作業がRPAツールに依存しすぎていると、不具合の解消を図ることができるまで大幅に作業日程を遅らせる必要があるケースも。
対策
対策としては、RPAツールが不具合を起こした場合のバックアッププランを立てて、作業を人手、あるいはバックアップ用に用意したRPAツールに切り替えられるようにすることが考えられます。
さらに、ツールの不具合を事前に見つけやすいようにするため、専門人員を確保することなども対策になります。
なおRPAツールの不具合による業務停止は、大地震などの災害時にも起こる可能性があります。

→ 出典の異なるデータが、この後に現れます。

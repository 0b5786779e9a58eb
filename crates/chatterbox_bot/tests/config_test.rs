//! Configuration and accounts loading from files.

use chatterbox_bot::{ChatterboxConfig, load_accounts};
use chatterbox_core::{ChannelId, DeletionPolicy, Language};
use chatterbox_error::ConfigErrorKind;
use std::io::Write;
use std::time::Duration;
use tempfile::NamedTempFile;

fn toml_file(contents: &str) -> anyhow::Result<NamedTempFile> {
    let mut file = tempfile::Builder::new().suffix(".toml").tempfile()?;
    file.write_all(contents.as_bytes())?;
    file.flush()?;
    Ok(file)
}

#[test]
fn test_user_file_overrides_defaults() -> anyhow::Result<()> {
    let file = toml_file(
        r#"
message_file = "broadcast.txt"

[generation]
retry_backoff_secs = 5

[[channels]]
id = "111"
use_generation = true
language = "id"
read_delay_secs = 4
loop_interval_secs = 20
use_slow_mode = true
reply_as_thread = true
delete_after_secs = 30

[[channels]]
id = "222"
loop_interval_secs = 60
read_delay_secs = 9
use_slow_mode = true
delete_immediately = true
"#,
    )?;

    let config = ChatterboxConfig::from_file(file.path())?;
    config.validate()?;

    assert_eq!(config.message_file.to_str(), Some("broadcast.txt"));
    assert_eq!(config.accounts_file.to_str(), Some("accounts.txt"));
    assert_eq!(config.retry_backoff(), Duration::from_secs(5));
    assert_eq!(config.generation.model, "gemini-2.5-flash");
    assert_eq!(config.cooldown(), Duration::from_secs(86_400));

    let plans = config.channel_plans()?;
    assert_eq!(plans.len(), 2);

    let (id, reader) = &plans[0];
    assert_eq!(id, &ChannelId::new("111"));
    assert!(reader.read_messages());
    assert_eq!(*reader.language(), Language::Indonesian);
    assert_eq!(*reader.read_delay(), Duration::from_secs(4));
    assert!(*reader.use_slow_mode());
    assert_eq!(reader.deletion(), DeletionPolicy::After(Duration::from_secs(30)));

    let (_, broadcaster) = &plans[1];
    assert!(!broadcaster.read_messages());
    assert_eq!(*broadcaster.language(), Language::English);
    assert_eq!(*broadcaster.read_delay(), Duration::ZERO);
    assert!(!*broadcaster.use_slow_mode());
    assert_eq!(broadcaster.deletion(), DeletionPolicy::Immediately);
    Ok(())
}

#[test]
fn test_no_channels_rejected() -> anyhow::Result<()> {
    let file = toml_file("accounts_file = \"accounts.txt\"\n")?;
    let config = ChatterboxConfig::from_file(file.path())?;
    let err = config.validate().expect_err("no channels");
    assert!(err.to_string().contains("No channels configured"));
    Ok(())
}

#[test]
fn test_duplicate_channel_rejected() -> anyhow::Result<()> {
    let file = toml_file(
        r#"
[[channels]]
id = "111"
loop_interval_secs = 5

[[channels]]
id = "111"
loop_interval_secs = 7
"#,
    )?;
    let config = ChatterboxConfig::from_file(file.path())?;
    let err = config.validate().expect_err("duplicate id");
    assert!(err.to_string().contains("configured twice"));
    Ok(())
}

#[test]
fn test_invalid_language_rejected() -> anyhow::Result<()> {
    let file = toml_file(
        r#"
[[channels]]
id = "111"
use_generation = true
language = "fr"
loop_interval_secs = 5
"#,
    )?;
    let config = ChatterboxConfig::from_file(file.path())?;
    let err = config.validate().expect_err("fr is not supported");
    assert_eq!(
        err.kind(),
        &ConfigErrorKind::UnsupportedLanguage {
            channel: "111".to_string(),
            language: "fr".to_string(),
        }
    );
    Ok(())
}

#[test]
fn test_missing_file_rejected() {
    assert!(ChatterboxConfig::from_file("/nonexistent/chatterbox.toml").is_err());
}

#[test]
fn test_load_accounts_file() -> anyhow::Result<()> {
    let mut file = NamedTempFile::new()?;
    writeln!(file, "TOKEN=token-one")?;
    writeln!(file, "API_KEY=key-one")?;
    writeln!(file)?;
    writeln!(file, "TOKEN=token-two")?;
    writeln!(file, "API_KEY=key-two")?;
    writeln!(file, "TOKEN=dangling")?;
    file.flush()?;

    let accounts = load_accounts(file.path())?;
    assert_eq!(accounts.len(), 2);
    assert_eq!(accounts[1].token(), "token-two");
    assert_eq!(accounts[1].api_key(), "key-two");
    Ok(())
}

#[test]
fn test_empty_accounts_file_rejected() -> anyhow::Result<()> {
    let file = NamedTempFile::new()?;
    let err = load_accounts(file.path()).expect_err("no accounts");
    assert!(err.to_string().contains("No accounts found"));
    Ok(())
}

#[test]
fn test_missing_accounts_file_rejected() {
    assert!(load_accounts("/nonexistent/accounts.txt").is_err());
}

RPAの業務停止にどう備えるかを検討し、文書化しておくことをおすすめします。
導入による運用や人材育成によるコストが発生
RPAを導入する際は、ツールの不具合やトラブルに適切に対応できる人員が必要になります。
また情報漏洩のリスクがあるため、情報セキュリティ体制の強化が必要になるケースもあるでしょう。
導入の前提として、または導入に伴ってコストがかかることになりますが、このこともRPAツールのデメリットとして挙げることができます。
特にサーバー型のRPAツールの場合は、対応できるITサポートなどの専門人員を配置することが必要になりますが、これにもコストがかかります。
専門人員は、社内で用意できなくても外注可能ではあります。
しかし現在、RPAに対応する技術や知見をもったエンジニアは数がそれほど多くありません。
技術を持った人に業務委託しようとすると、外注でも獲得競争が激しく、業務委託の費用も相当になることが考えられます。
長期的に見れば、作業効率の向上、法令の確実な遵守を助ける効果などのメリットがありますが、もしも作業の時間をカットできなければコストは増えてしまうでしょう。
対策
専門人員の配置に際しては、市場に存在する数少ない人材の争奪戦になっているのが現在の状況ですが、育成したほうがコストもかからないのではないかと思われます。
まとめ
以上の通り、RPAツールには業務の効率化を進めるメリットだけでなく、重大性の高いものも含めたいくつかのデメリットがあります。
しかし、それらのデメリットには対応策があります。
忘れがちになってしまうところだと思いますが、いずれのデメリットやリスクに対しても「RPA運用に関する文書=ルールブック」を整備しておくのが良いでしょう。
デメリットの抑え込みには、IT、情報セキュリティの担当部署の他、法務部・コンプライアンス部など、ルールに強い部署も巻き込んで行うことをおすすめします。
デメリットを正しく理解して、本運用前にデメリットを抑える対策を取ることが非常に需要です。
事前に対策をとっておいたうえで、ぜひ運用に活かしてください。